Si les gens que je viens de nommer forment en monde le véritable sanhédrin de l’enfer, que restera-t-il donc, Mgr, en fait de qualification ecclésiastique, pour l’horreur des horreurs aux yeux du saint journal : les libéraux tout court ? Il ne reste plus rien pour coiffer dignement ceux-ci ! Les autres ont tout reçu !

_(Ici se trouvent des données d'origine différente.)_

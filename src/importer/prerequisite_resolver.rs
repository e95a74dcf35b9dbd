// ==========================================
// 数据泵 - 名称引用解析
// ==========================================
// 职责: 把工作表中的名称引用解析为内部 id 并注入实体
// - 独立引用先于带作用域的引用（作用域取自已注入的 id）
// - 多值字段逐个解析，已解析的 id 按顺序保留
// - 未解析的引用作为字段错误返回，不中断其他引用
// 红线: 只读批次级 LookupCache，不访问存储
// ==========================================

use crate::domain::entity::{split_tokens, text_of, Entity};
use crate::domain::outcome::FieldError;
use crate::repository::{LookupCache, LookupKey};
use crate::schema::PrerequisiteSpec;
use serde_json::Value;
use tracing::warn;

/// 未解析引用的消息前缀
pub const ELEMENT_DOESNT_EXIST: &str = "ELEMENT_DOESNT_EXIST";

/// 引用对应的查找键
pub fn lookup_key(spec: &PrerequisiteSpec) -> LookupKey {
    (
        spec.target_table,
        spec.target_lookup_field,
        spec.scope.map(|s| s.target_scope_field),
    )
}

/// 源字段中的名称（多值列已是数组，单值列按原文）
fn source_names(entity: &Entity, spec: &PrerequisiteSpec) -> Vec<String> {
    match entity.get(spec.source_field) {
        Some(Value::Array(items)) => items
            .iter()
            .filter_map(|v| v.as_str())
            .map(|s| s.trim().to_string())
            .filter(|s| !s.is_empty())
            .collect(),
        _ => match text_of(entity, spec.source_field) {
            Some(text) if spec.multi_value => split_tokens(&text),
            Some(text) => vec![text],
            None => Vec::new(),
        },
    }
}

fn not_found(spec: &PrerequisiteSpec, names: &[String]) -> FieldError {
    FieldError::prerequisite(
        spec.source_field,
        format!("{}: {}", ELEMENT_DOESNT_EXIST, names.join(", ")),
    )
}

/// 解析实体上的全部名称引用
///
/// # 参数
/// - entity: 已通过字段校验的实体（按表头），解析结果注入其中
/// - specs: 名称引用（独立引用在前）
/// - cache: 批次级查找表
///
/// # 返回
/// - 未解析引用对应的 FieldError（每个引用至多一条）
pub fn resolve_prerequisites(
    entity: &mut Entity,
    specs: &[&PrerequisiteSpec],
    cache: &LookupCache,
) -> Vec<FieldError> {
    let mut errors = Vec::new();

    for spec in specs {
        let names = source_names(entity, spec);
        if names.is_empty() {
            let empty = if spec.multi_value {
                Value::Array(Vec::new())
            } else {
                Value::Null
            };
            entity.insert(spec.injected_id_field.to_string(), empty);
            continue;
        }

        let scope_value = spec
            .scope
            .and_then(|s| text_of(entity, s.related_id_field));
        let key = lookup_key(spec);

        let mut ids: Vec<String> = Vec::new();
        let mut missing: Vec<String> = Vec::new();
        for name in &names {
            match cache.find_id(&key, name, scope_value.as_deref()) {
                Some(id) if !ids.iter().any(|existing| existing == id) => ids.push(id.to_string()),
                Some(_) => {}
                None => missing.push(name.clone()),
            }
        }

        if !missing.is_empty() {
            if spec.required {
                errors.push(not_found(spec, &missing));
            } else {
                warn!(
                    field = spec.source_field,
                    table = spec.target_table,
                    missing = %missing.join(", "),
                    "可选引用未解析，已忽略"
                );
            }
        }

        let injected = if spec.multi_value {
            Value::Array(ids.into_iter().map(Value::String).collect())
        } else {
            ids.into_iter()
                .next()
                .map(Value::String)
                .unwrap_or(Value::Null)
        };
        entity.insert(spec.injected_id_field.to_string(), injected);
    }

    errors
}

Vraiment, Mgr, peut-on traiter pareilles extravagances autrement que par le rire ? On dirait en vérité que les diverses sections du Clergé ne songent qu’à se lier réciproquement sur la sellette et à se peindre mutuellement en noir avec une bonne volonté que ceux qu’il prétend être ses ennemis n’auraient jamais su y mettre ! Où allons nous donc chercher la sincérité et la bonne foi dans ce tohu bohu religieux, dans ce pêle-mêle ecclésiastique où de chaque côté l’on prétend que le mensonge est de l’autre !

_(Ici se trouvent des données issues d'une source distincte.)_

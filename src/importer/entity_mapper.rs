// ==========================================
// 数据泵 - 实体映射
// ==========================================
// 职责:
// - 单元格 → 类型化实体（按表头，供引用解析与自定义校验）
// - 类型化实体 → 落库记录（DB 字段名、嵌套折叠、日期转 UTC）
// 红线: 不做校验；调用方保证该行已通过字段校验
// ==========================================

use crate::domain::calendar::{local_midnight_utc, parse_sheet_date};
use crate::domain::cell::{CellValue, SheetRow};
use crate::domain::entity::{number_value, split_tokens, text_of, Entity};
use crate::repository::{record_timezone, PropertyTimezones};
use crate::schema::{ColumnSpec, EntityShape, SemanticType, SheetSchema};
use chrono_tz::Tz;
use serde_json::{Map, Value};

/// 单元格 → 布尔（空值为 None）
pub fn cell_to_bool(value: &CellValue) -> Option<bool> {
    match value {
        CellValue::Bool(b) => Some(*b),
        CellValue::Number(n) => Some(*n != 0.0),
        other => match other.as_text().to_lowercase().as_str() {
            "true" | "1" | "x" => Some(true),
            "false" | "0" => Some(false),
            _ => None,
        },
    }
}

fn typed_value(column: &ColumnSpec, cell: &CellValue) -> Value {
    if cell.is_empty() {
        return Value::Null;
    }
    match column.semantic_type {
        SemanticType::String => Value::String(cell.as_text()),
        SemanticType::Number => match cell {
            CellValue::Number(n) => number_value(*n),
            other => other
                .as_text()
                .parse::<f64>()
                .map(number_value)
                .unwrap_or(Value::Null),
        },
        SemanticType::Boolean => cell_to_bool(cell).map(Value::Bool).unwrap_or(Value::Null),
        SemanticType::Array => Value::Array(
            split_tokens(&cell.as_text())
                .into_iter()
                .map(Value::String)
                .collect(),
        ),
    }
}

/// 数据行 → 类型化实体（按表头）
pub fn row_to_entity(schema: &SheetSchema, row: &SheetRow) -> Entity {
    let mut entity = Entity::new();
    for column in &schema.columns {
        let value = row
            .get(column.header)
            .map(|cell| typed_value(column, cell))
            .unwrap_or(Value::Null);
        entity.insert(column.header.to_string(), value);
    }
    entity
}

fn nested_object<'a>(record: &'a mut Entity, field: &str) -> Option<&'a mut Map<String, Value>> {
    let slot = record
        .entry(field.to_string())
        .or_insert_with(|| Value::Object(Map::new()));
    if !slot.is_object() {
        *slot = Value::Object(Map::new());
    }
    slot.as_object_mut()
}

/// 把值放到折叠对象中的位置
fn fold_value(schema: &SheetSchema, column: &ColumnSpec, field: &str, record: &mut Entity, value: Value) {
    match &schema.shape {
        EntityShape::NestedSettings { .. } => {
            if let Some((section, key)) = column.split_section() {
                if let Some(section_map) = nested_object(record, field) {
                    let slot = section_map
                        .entry(section.to_string())
                        .or_insert_with(|| Value::Object(Map::new()));
                    if let Value::Object(map) = slot {
                        map.insert(key.to_string(), value);
                    }
                }
            }
        }
        EntityShape::Embedded { members, .. } => {
            if let Some((_, member)) = members.iter().find(|(h, _)| *h == column.header) {
                if let Some(map) = nested_object(record, field) {
                    map.insert(member.to_string(), value);
                }
            }
        }
        EntityShape::Flat => {
            record.insert(column.stored_name().to_string(), value);
        }
    }
}

/// 类型化实体 → 落库记录
///
/// # 参数
/// - entity: 已注入引用 id 的实体（按表头）
/// - property_timezones: 批次级物业时区
/// - default_timezone: 无自身时区时使用
pub fn entity_to_record(
    schema: &SheetSchema,
    entity: &Entity,
    property_timezones: &PropertyTimezones,
    default_timezone: Tz,
) -> Entity {
    let mut record = Entity::new();
    let mut dates: Vec<&ColumnSpec> = Vec::new();

    for column in &schema.columns {
        if let Some(spec) = &column.prerequisite {
            let id = entity
                .get(spec.injected_id_field)
                .cloned()
                .unwrap_or(Value::Null);
            record.insert(spec.injected_id_field.to_string(), id);
            continue;
        }
        if column.is_date() {
            dates.push(column);
            continue;
        }
        let value = entity.get(column.header).cloned().unwrap_or(Value::Null);
        match schema.folded_into(column) {
            Some(field) => fold_value(schema, column, field, &mut record, value),
            None => {
                record.insert(column.stored_name().to_string(), value);
            }
        }
    }

    // 日期依赖记录时区（时区字段或物业 id 已在上面写入）
    let tz = record_timezone(schema, &record, property_timezones, default_timezone);
    for column in dates {
        let value = text_of(entity, column.header)
            .and_then(|text| parse_sheet_date(&text))
            .map(|date| Value::String(local_midnight_utc(date, tz).to_rfc3339()))
            .unwrap_or(Value::Null);
        match schema.folded_into(column) {
            Some(field) => fold_value(schema, column, field, &mut record, value),
            None => {
                record.insert(column.stored_name().to_string(), value);
            }
        }
    }

    record
}

#[cfg(test)]
mod tests {
    use super::*;
    use crate::domain::calendar::parse_timezone;
    use crate::schema::sheets::{property, settings};
    use serde_json::json;

    #[test]
    fn test_row_to_entity_types_cells() {
        let schema = property::properties();
        let row = SheetRow::from_pairs(vec![
            ("name", CellValue::from("Parkmerced")),
            ("inactiveFlag", CellValue::from("x")),
            ("daughterProperties", CellValue::from("A, B")),
        ]);
        let entity = row_to_entity(&schema, &row);
        assert_eq!(entity["name"], json!("Parkmerced"));
        assert_eq!(entity["inactiveFlag"], json!(true));
        assert_eq!(entity["daughterProperties"], json!(["A", "B"]));
        assert_eq!(entity["owner"], Value::Null);
    }

    #[test]
    fn test_cell_to_bool() {
        assert_eq!(cell_to_bool(&CellValue::from("TRUE")), Some(true));
        assert_eq!(cell_to_bool(&CellValue::from("0")), Some(false));
        assert_eq!(cell_to_bool(&CellValue::Number(1.0)), Some(true));
        assert_eq!(cell_to_bool(&CellValue::Empty), None);
    }

    #[test]
    fn test_record_renames_and_converts_dates_in_own_timezone() {
        let schema = property::properties();
        let row = SheetRow::from_pairs(vec![
            ("name", "Parkmerced"),
            ("timeZone", "America/Los_Angeles"),
            ("startDate", "3/15/2024"),
            ("inactiveFlag", "false"),
        ]);
        let entity = row_to_entity(&schema, &row);
        let utc = parse_timezone("UTC").unwrap();
        let record = entity_to_record(&schema, &entity, &PropertyTimezones::default(), utc);
        assert_eq!(record["timezone"], json!("America/Los_Angeles"));
        assert_eq!(record["startDate"], json!("2024-03-15T07:00:00+00:00"));
        assert_eq!(record["inactive"], json!(false));
        assert!(!record.contains_key("timeZone"));
        assert!(!record.contains_key("inactiveFlag"));
    }

    #[test]
    fn test_nested_settings_fold() {
        let schema = settings::global_settings();
        let headers = schema.headers();
        let row = SheetRow::from_pairs(vec![(headers[0], "https://example.com/contact")]);
        let entity = row_to_entity(&schema, &row);
        let utc = parse_timezone("UTC").unwrap();
        let record = entity_to_record(&schema, &entity, &PropertyTimezones::default(), utc);
        assert_eq!(record.len(), 1);
        let (section, key) = headers[0].split_once('\n').unwrap();
        assert_eq!(record["settings"][section][key], json!("https://example.com/contact"));
    }

    #[test]
    fn test_embedded_contact_info_fold() {
        let schema = property::business_entities();
        let row = SheetRow::from_pairs(vec![
            ("name", "Acme"),
            ("contactName", "Jo Doe"),
            ("contactEmail", "jo@acme.com"),
        ]);
        let entity = row_to_entity(&schema, &row);
        let utc = parse_timezone("UTC").unwrap();
        let record = entity_to_record(&schema, &entity, &PropertyTimezones::default(), utc);
        assert_eq!(record["contactInfo"]["name"], json!("Jo Doe"));
        assert_eq!(record["contactInfo"]["email"], json!("jo@acme.com"));
        assert_eq!(record["contactInfo"]["phone"], Value::Null);
        assert!(!record.contains_key("contactEmail"));
    }
}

Voyons, Mgr, ne suis je pas aujourd’hui triplement vengé des injures que Votre Grandeur a cru pouvoir m’adresser devant le public ? Que V. G. montre donc dans tout mon passé rien qui ressemble de bien loin à cette remarquable succession d’intrigues de prêtres contre prêtres, de reproches mutuels de déception systématique que chaque jour que le bon Dieu nous amène fait surgir devant nous ? Quand donc ai-je dit des ecclésiastiques la dixième partie de ce qu’ils disent aujourd’hui les uns des autres ? Comment donc V. G. peut-elle tolérer, comme elle le fait, les insultes du Nouveau Monde aux dignitaires ecclésiastiques, et même ses calomnies formelles, quand elle représentait comme doctrine de pestilence la simple revendication du libre arbitre du catholique dans la sphère politique et sociale ? Oui certes je suis vengé quand je vois V. G, qui me reprochait si amèrement d’en appeler à l’opinion publique de ses erreurs de jugement et de ses sévérités inintelligentes, obligée elle même aujourd’hui de reconnaître la compétence de ce tribunal en dernier ressort et de faire plaider[1] sa propre cause devant cette même opinion publique qu’elle méprisait quand elle ne prévoyait pas qu’elle aurait besoin d’elle plus tard !

Au reste, il n’y a pas qu’ici que ces luttes ardentes dont nous sommes témoins se manifestent dans le Clergé. Si je sors du Canada, je vois les mêmes antagonismes, les mêmes rivalités, causées, je dois le dire, par ce parti pris que je remarque dans la faction ultramontaine de tout diriger, de tout régenter et de tout écraser quand elle se croit assez forte. C’est dans la faction ultramontaine surtout que je vois l’irrésistible propension à l’injure contre tous ceux qui ne se soumettent pas aveuglément à l’ipse dixit des exagérés. C’est là surtout que je vois le parti de l’intolérance arrogante, de la violence morale, de l’intimidation ecclésiastique et de la perversion systématique des questions et des faits ; exactement comme au temps des fausses décrétales, de la compilation mensongère appelée le Décret de Gratien ; comme au bon temps des fraudes pieuses et des faux innombrables que l’histoire vraie met à la charge de l’ultramontanisme.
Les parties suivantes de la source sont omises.